Viserion’s tail lashed sideways, thumping the trunk of the tree so hard that a pear came tumbling down to land at Dany’s feet. His wings unfolded, and he half flew, half hopped onto the parapet. He grows, she thought as he launched himself into the sky. They are all three growing. Soon they will be large enough to bear my weight. Then she would fly as Aegon the Conqueror had flown, up and up, until Meereen was so small that she could blot it out with her thumb.

She watched Viserion climb in widening circles until he was lost to sight beyond the muddy waters of the Skahazadhan. Only then did Dany go back inside the pyramid, where Irri and Jhiqui were waiting to brush the tangles from her hair and garb her as befit the Queen of Meereen, in a Ghiscari tokar.

The garment was a clumsy thing, a long loose shapeless sheet that had to be wound around her hips and under an arm and over a shoulder, its dangling fringes carefully layered and displayed. Wound too loose, it was like to fall off; wound too tight, it would tangle, trip, and bind. Even wound properly, the tokar required its wearer to hold it in place with the left hand. Walking in a tokar demanded small, mincing steps and exquisite balance, lest one tread upon those heavy trailing fringes. It was not a garment meant for any man who had to work. The tokar was a master’s garment, a sign of wealth and power.

Dany had wanted to ban the tokar when she took Meereen, but her advisors had convinced her otherwise. “The Mother of Dragons must don the tokar or be forever hated,” warned the Green Grace, Galazza Galare. “In the wools of Westeros or a gown of Myrish lace, Your Radiance shall forever remain a stranger amongst us, a grotesque outlander, a barbarian conqueror. Meereen’s queen must be a lady of Old Ghis.” Brown Ben Plumm, the captain of the Second Sons, had put it more succinctly. “Man wants to be the king o’ the rabbits, he best wear a pair o’ floppy ears.”
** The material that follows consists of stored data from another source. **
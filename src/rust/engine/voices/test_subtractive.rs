use super::*;

fn bass() -> SubtractiveVoice {
    SubtractiveVoice::new(55.0, 1.0, 400.0, EnvelopeParams::from_raw(5, 80, 0, 50))
}

#[test]
fn test_script_structure() {
    let script = bass().script();

    assert_eq!(script.lines().filter(|l| l.starts_with("instr ")).count(), 1);
    assert_eq!(script.lines().filter(|l| *l == "endin").count(), 1);
    let events: Vec<&str> = script.lines().filter(|l| l.starts_with("i ")).collect();
    assert_eq!(events, vec!["i 1 0 1.0"]);
}

#[test]
fn test_opcode_chain() {
    let script = bass().script();

    assert!(script.contains("kamp madsr "));
    assert!(script.contains("asig vco2 1.0, 55.0, 0"));
    assert!(script.contains("kfilt_env expseg 400.0*3, "));
    assert!(script.contains("afil moogladder asig, kfilt_env, 0.4"));
    assert!(script.contains("out (afil * kamp) * 0.5"));
}

#[test]
fn test_instant_pluck_envelope() {
    let voice = SubtractiveVoice::new(110.0, 0.5, 800.0, EnvelopeParams::from_raw(0, 40, 0, 0));
    let env = voice.mapped_envelope();

    assert!((env.attack_secs - 0.001).abs() < 1e-12);
    assert_eq!(env.sustain_level, 0.0);
    assert!((env.release_secs - 0.001).abs() < 1e-12);
    assert!(voice.script().contains("kamp madsr 0.001, "));
}

#[test]
fn test_out_of_range_knobs_are_clamped() {
    let voice = SubtractiveVoice::new(440.0, 1.0, 3000.0, EnvelopeParams::from_raw(-5, 300, 1000, 255));
    let script = voice.script();

    assert!(script.contains("kamp madsr 0.001, 2.0, 1.0, 5.0"));
}

#[test]
fn test_truncated_release_is_default() {
    let voice = SubtractiveVoice::new(440.0, 2.0, 1000.0, EnvelopeParams::from_raw(0, 0, 255, 255));

    assert_eq!(voice.release_tail, ReleaseTail::Truncate);
    assert_eq!(voice.score_duration(), 2.0);
}

#[test]
fn test_extended_release_tail() {
    let voice = SubtractiveVoice::new(440.0, 2.0, 1000.0, EnvelopeParams::from_raw(0, 0, 255, 255))
        .with_release_tail(ReleaseTail::Extend);

    assert_eq!(voice.score_duration(), 7.0);
    assert!(voice.script().contains("\ni 1 0 7.0\n"));
}

#[test]
fn test_script_is_deterministic() {
    assert_eq!(bass().script(), bass().script());
}
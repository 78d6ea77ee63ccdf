use super::*;
use std::sync::Arc;
use std::time::Duration;

use serde_json::json;

use crate::services::render::EngineSettings;
use crate::tools::logger::Logger;

fn registry_with_engine(binary: std::path::PathBuf, dir: &std::path::Path) -> ToolRegistry {
    let settings = EngineSettings {
        binary,
        timeout: Duration::from_secs(10),
    };
    let renderer = Renderer::new(settings, Arc::new(Logger::silent()))
        .with_temp_dir(Some(dir.to_path_buf()))
        .with_output_dir(Some(dir.to_path_buf()));
    ToolRegistry::new(ToolContext {
        renderer,
        release_tail: ReleaseTail::Truncate,
    })
}

#[cfg(unix)]
fn copying_registry(dir: &std::path::Path) -> ToolRegistry {
    use std::os::unix::fs::PermissionsExt;

    let engine = dir.join("fake-csound");
    std::fs::write(&engine, "#!/bin/sh\ncp \"$5\" \"$4\"\n").unwrap();
    std::fs::set_permissions(&engine, std::fs::Permissions::from_mode(0o755)).unwrap();
    registry_with_engine(engine, dir)
}

fn registry(dir: &std::path::Path) -> ToolRegistry {
    registry_with_engine(dir.join("missing-csound"), dir)
}

#[test]
fn test_registry_lists_every_tool() {
    let dir = tempfile::tempdir().unwrap();
    let registry = registry(dir.path());

    let names: Vec<&str> = registry.descriptors().map(|d| d.name).collect();
    assert_eq!(
        names,
        vec![RAW_SCRIPT_TOOL, KICK_TOOL, SUBTRACTIVE_TOOL, TONE_TOOL]
    );
}

#[test]
fn test_schemas_declare_required_knobs() {
    let dir = tempfile::tempdir().unwrap();
    let registry = registry(dir.path());

    let kick = registry.get(KICK_TOOL).unwrap();
    assert_eq!(kick.input_schema["type"], "object");
    assert_eq!(
        kick.input_schema["required"],
        json!(["fundamental_hz", "punch", "decay", "drive"])
    );
    assert_eq!(kick.input_schema["properties"]["punch"]["type"], "integer");
    assert!(kick.input_schema["properties"]["output_filename"].is_object());
}

#[tokio::test]
async fn test_unknown_tool() {
    let dir = tempfile::tempdir().unwrap();
    let err = registry(dir.path())
        .call("synthesize_snare", json!({}))
        .await
        .unwrap_err();
    assert_eq!(err, ToolError::UnknownTool("synthesize_snare".into()));
}

#[tokio::test]
async fn test_missing_argument_is_rejected() {
    let dir = tempfile::tempdir().unwrap();
    let err = registry(dir.path())
        .call(TONE_TOOL, json!({ "pitch": 440.0 }))
        .await
        .unwrap_err();
    match err {
        ToolError::InvalidArguments { tool, message } => {
            assert_eq!(tool, TONE_TOOL);
            assert!(message.contains("duration"));
        }
        other => panic!("unexpected error: {other:?}"),
    }
}

#[tokio::test]
async fn test_fractional_knob_is_rejected() {
    let dir = tempfile::tempdir().unwrap();
    let err = registry(dir.path())
        .call(
            KICK_TOOL,
            json!({ "fundamental_hz": 50.0, "punch": 1.5, "decay": 10, "drive": 10 }),
        )
        .await
        .unwrap_err();
    assert!(matches!(err, ToolError::InvalidArguments { .. }));
}

#[tokio::test]
async fn test_launch_failure_is_returned_as_output() {
    let dir = tempfile::tempdir().unwrap();
    let output = registry(dir.path())
        .call(
            KICK_TOOL,
            json!({ "fundamental_hz": 50.0, "punch": 999, "decay": -3, "drive": 10 }),
        )
        .await
        .unwrap();

    assert_eq!(output.failure(), Some(FailureKind::Launch));
    assert!(output.text().starts_with("Failed to execute Csound"));
}

#[cfg(unix)]
#[tokio::test]
async fn test_tool_call_renders_generated_script() {
    use std::os::unix::fs::PermissionsExt;

    let dir = tempfile::tempdir().unwrap();
    let engine = dir.path().join("fake-csound");
    std::fs::write(&engine, "#!/bin/sh\ncp \"$5\" \"$4\"\n").unwrap();
    std::fs::set_permissions(&engine, std::fs::Permissions::from_mode(0o755)).unwrap();
    let registry = registry_with_engine(engine, dir.path());

    let output = registry
        .call(
            SUBTRACTIVE_TOOL,
            json!({
                "pitch": 55.0, "duration": 1.0, "cutoff_hz": 400.0,
                "attack": 0, "decay": 80, "sustain": 0, "release": 0,
                "output_filename": "bass_pluck"
            }),
        )
        .await
        .unwrap();

    assert_eq!(output.failure(), None);
    let path = std::path::PathBuf::from(output.text());
    assert_eq!(path, dir.path().join("bass_pluck.wav"));

    let script = std::fs::read_to_string(&path).unwrap();
    assert!(script.contains("kamp madsr 0.001, "));
    assert!(script.contains("i 1 0 1.0"));
}

#[cfg(unix)]
#[tokio::test]
async fn test_huge_integer_knob_saturates() {
    let dir = tempfile::tempdir().unwrap();
    let registry = copying_registry(dir.path());

    for (name, punch) in [("max_u64", "18446744073709551615"), ("huge_float", "1e20")] {
        let arguments: Value = serde_json::from_str(&format!(
            r#"{{ "fundamental_hz": 50.0, "punch": {}, "decay": 10, "drive": 10, "output_filename": "{}" }}"#,
            punch, name
        ))
        .unwrap();
        let output = registry.call(KICK_TOOL, arguments).await.unwrap();

        assert_eq!(output.failure(), None, "{name}");
        let script = std::fs::read_to_string(output.text()).unwrap();
        assert!(script.contains("kpitch expseg 3050.0, 0.01, 50.0, "), "{name}");
    }
}

#[cfg(unix)]
#[tokio::test]
async fn test_whole_float_knob_matches_integer() {
    let dir = tempfile::tempdir().unwrap();
    let registry = copying_registry(dir.path());

    let mut scripts = Vec::new();
    for (name, punch) in [("int_punch", json!(150)), ("float_punch", json!(150.0))] {
        let output = registry
            .call(
                KICK_TOOL,
                json!({
                    "fundamental_hz": 50.0, "punch": punch, "decay": -20.0, "drive": 10,
                    "output_filename": name
                }),
            )
            .await
            .unwrap();
        assert_eq!(output.failure(), None, "{name}");
        scripts.push(std::fs::read_to_string(output.text()).unwrap());
    }

    assert_eq!(scripts[0], scripts[1]);
    assert!(scripts[0].contains("kamp expseg 1.0, 0.1, 0.001"));
}

#[tokio::test]
async fn test_non_numeric_knob_is_rejected() {
    let dir = tempfile::tempdir().unwrap();
    let err = registry(dir.path())
        .call(
            SUBTRACTIVE_TOOL,
            json!({
                "pitch": 55.0, "duration": 1.0, "cutoff_hz": 400.0,
                "attack": "fast", "decay": 80, "sustain": 0, "release": 0
            }),
        )
        .await
        .unwrap_err();
    assert!(matches!(err, ToolError::InvalidArguments { .. }));
}
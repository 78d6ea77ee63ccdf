//! Newline-delimited JSON-RPC adapter over stdio
//!
//! Flattens tool outcomes to text content. Render failures are ordinary
//! results; only unknown tools and undecodable arguments set `isError`.

pub mod protocol;

use std::sync::Arc;

use anyhow::{Context, Result};
use serde::de::DeserializeOwned;
use serde_json::{Value, json};
use tokio::io::{AsyncBufRead, AsyncBufReadExt, AsyncWrite, AsyncWriteExt, BufReader};

use crate::services::lore::{self, MIME_TYPE};
use crate::services::tools::ToolRegistry;
use crate::tools::logger::Logger;
use protocol::{
    CallToolParams, InitializeParams, PROTOCOL_VERSION, ProtocolError, ReadResourceParams,
    Request, Response, SERVER_NAME,
};

pub struct McpServer {
    registry: ToolRegistry,
    logger: Arc<Logger>,
}

impl McpServer {
    pub fn new(registry: ToolRegistry, logger: Arc<Logger>) -> Self {
        Self { registry, logger }
    }

    pub fn registry(&self) -> &ToolRegistry {
        &self.registry
    }

    pub async fn serve_stdio(&self) -> Result<()> {
        let stdin = BufReader::new(tokio::io::stdin());
        let mut stdout = tokio::io::stdout();
        self.serve(stdin, &mut stdout).await
    }

    /// Handle requests in arrival order until the reader hits EOF.
    pub async fn serve<R, W>(&self, reader: R, writer: &mut W) -> Result<()>
    where
        R: AsyncBufRead + Unpin,
        W: AsyncWrite + Unpin,
    {
        self.logger.info(format!(
            "{} ready: {} tools, {} resources",
            SERVER_NAME,
            self.registry.descriptors().count(),
            lore::RESOURCES.len()
        ));

        let mut lines = reader.lines();
        while let Some(line) = lines.next_line().await.context("reading request")? {
            if line.trim().is_empty() {
                continue;
            }
            if let Some(reply) = self.handle_line(&line).await {
                writer
                    .write_all(reply.as_bytes())
                    .await
                    .context("writing response")?;
                writer.write_all(b"\n").await.context("writing response")?;
                writer.flush().await.context("flushing response")?;
            }
        }

        self.logger.info("Input closed, shutting down");
        Ok(())
    }

    /// One request line in, at most one response line out.
    pub async fn handle_line(&self, line: &str) -> Option<String> {
        let response = match serde_json::from_str::<Value>(line) {
            Err(e) => Some(Response::failure(
                Value::Null,
                &ProtocolError::Parse(e.to_string()),
            )),
            Ok(value) => {
                let id = value.get("id").cloned().unwrap_or(Value::Null);
                match serde_json::from_value::<Request>(value) {
                    Ok(request) => self.handle(request).await,
                    Err(e) => Some(Response::failure(
                        id,
                        &ProtocolError::InvalidRequest(e.to_string()),
                    )),
                }
            }
        };

        response.map(|r| match serde_json::to_string(&r) {
            Ok(text) => text,
            Err(e) => {
                self.logger.error(format!("Failed to encode response: {}", e));
                r#"{"jsonrpc":"2.0","id":null,"error":{"code":-32603,"message":"Internal error"}}"#
                    .to_string()
            }
        })
    }

    pub async fn handle(&self, request: Request) -> Option<Response> {
        self.logger.debug(format!("<- {}", request.method));
        let outcome = match request.validate() {
            Ok(()) => self.dispatch(&request.method, request.params).await,
            Err(err) => Err(err),
        };

        let id = request.id?;
        Some(match outcome {
            Ok(result) => Response::success(id, result),
            Err(err) => {
                self.logger.warn(err.to_string());
                Response::failure(id, &err)
            }
        })
    }

    async fn dispatch(&self, method: &str, params: Value) -> Result<Value, ProtocolError> {
        match method {
            "initialize" => {
                let params: InitializeParams = decode_params(params)?;
                Ok(json!({
                    "protocolVersion": params.protocol_version.unwrap_or_else(|| PROTOCOL_VERSION.to_string()),
                    "capabilities": {
                        "tools": { "listChanged": false },
                        "resources": { "subscribe": false, "listChanged": false }
                    },
                    "serverInfo": {
                        "name": SERVER_NAME,
                        "version": env!("CARGO_PKG_VERSION")
                    }
                }))
            }
            "ping" => Ok(json!({})),
            "tools/list" => {
                let tools: Vec<Value> = self
                    .registry
                    .descriptors()
                    .map(|d| {
                        json!({
                            "name": d.name,
                            "description": d.description,
                            "inputSchema": d.input_schema
                        })
                    })
                    .collect();
                Ok(json!({ "tools": tools }))
            }
            "tools/call" => {
                let params: CallToolParams = decode_params(params)?;
                Ok(self.call_tool(params).await)
            }
            "resources/list" => {
                let resources: Vec<Value> = lore::RESOURCES
                    .iter()
                    .map(|r| {
                        json!({
                            "uri": r.uri,
                            "name": r.name,
                            "description": r.description,
                            "mimeType": MIME_TYPE
                        })
                    })
                    .collect();
                Ok(json!({ "resources": resources }))
            }
            "resources/read" => {
                let params: ReadResourceParams = decode_params(params)?;
                let resource = lore::find(&params.uri).ok_or_else(|| {
                    ProtocolError::InvalidParams(format!("unknown resource: {}", params.uri))
                })?;
                Ok(json!({
                    "contents": [{
                        "uri": resource.uri,
                        "mimeType": MIME_TYPE,
                        "text": resource.text
                    }]
                }))
            }
            m if m.starts_with("notifications/") => Ok(json!({})),
            other => Err(ProtocolError::MethodNotFound(other.to_string())),
        }
    }

    async fn call_tool(&self, params: CallToolParams) -> Value {
        self.logger.action(format!("Calling tool {}", params.name));
        let (text, is_error) = match self.registry.call(&params.name, params.arguments).await {
            Ok(output) => (output.text(), false),
            Err(err) => (err.to_string(), true),
        };
        json!({
            "content": [{ "type": "text", "text": text }],
            "isError": is_error
        })
    }
}

fn decode_params<T: DeserializeOwned>(params: Value) -> Result<T, ProtocolError> {
    let params = match params {
        Value::Null => Value::Object(Default::default()),
        other => other,
    };
    serde_json::from_value(params).map_err(|e| ProtocolError::InvalidParams(e.to_string()))
}

#[cfg(test)]
#[path = "test_server.rs"]
mod tests;
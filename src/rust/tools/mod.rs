// CLI-specific modules (argument parsing, terminal colors)
#[cfg(feature = "cli")]
pub mod cli;

pub mod logger;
The floppy ears she chose today were made of sheer white linen, with a fringe of golden tassels. With Jhiqui’s help, she wound the tokar about herself correctly on her third attempt. Irri fetched her crown, wrought in the shape of the three-headed dragon of her House. Its coils were gold, its wings silver, its three heads ivory, onyx, and jade. Dany’s neck and shoulders would be stiff and sore from the weight of it before the day was done. A crown should not sit easy on the head. One of her royal forebears had said that, once. Some Aegon, but which one? Five Aegons had ruled the Seven Kingdoms of Westeros. There would have been a sixth, but the Usurper’s dogs had murdered her brother’s son when he was still a babe at the breast. If he had lived, I might have married him. Aegon would have been closer to my age than Viserys. Dany had only been conceived when Aegon and his sister were murdered. Their father, her brother Rhaegar, perished even earlier, slain by the Usurper on the Trident. Her brother Viserys had died screaming in Vaes Dothrak with a crown of molten gold upon his head. They will kill me too if I allow it. The knives that slew my Stalwart Shield were meant for me.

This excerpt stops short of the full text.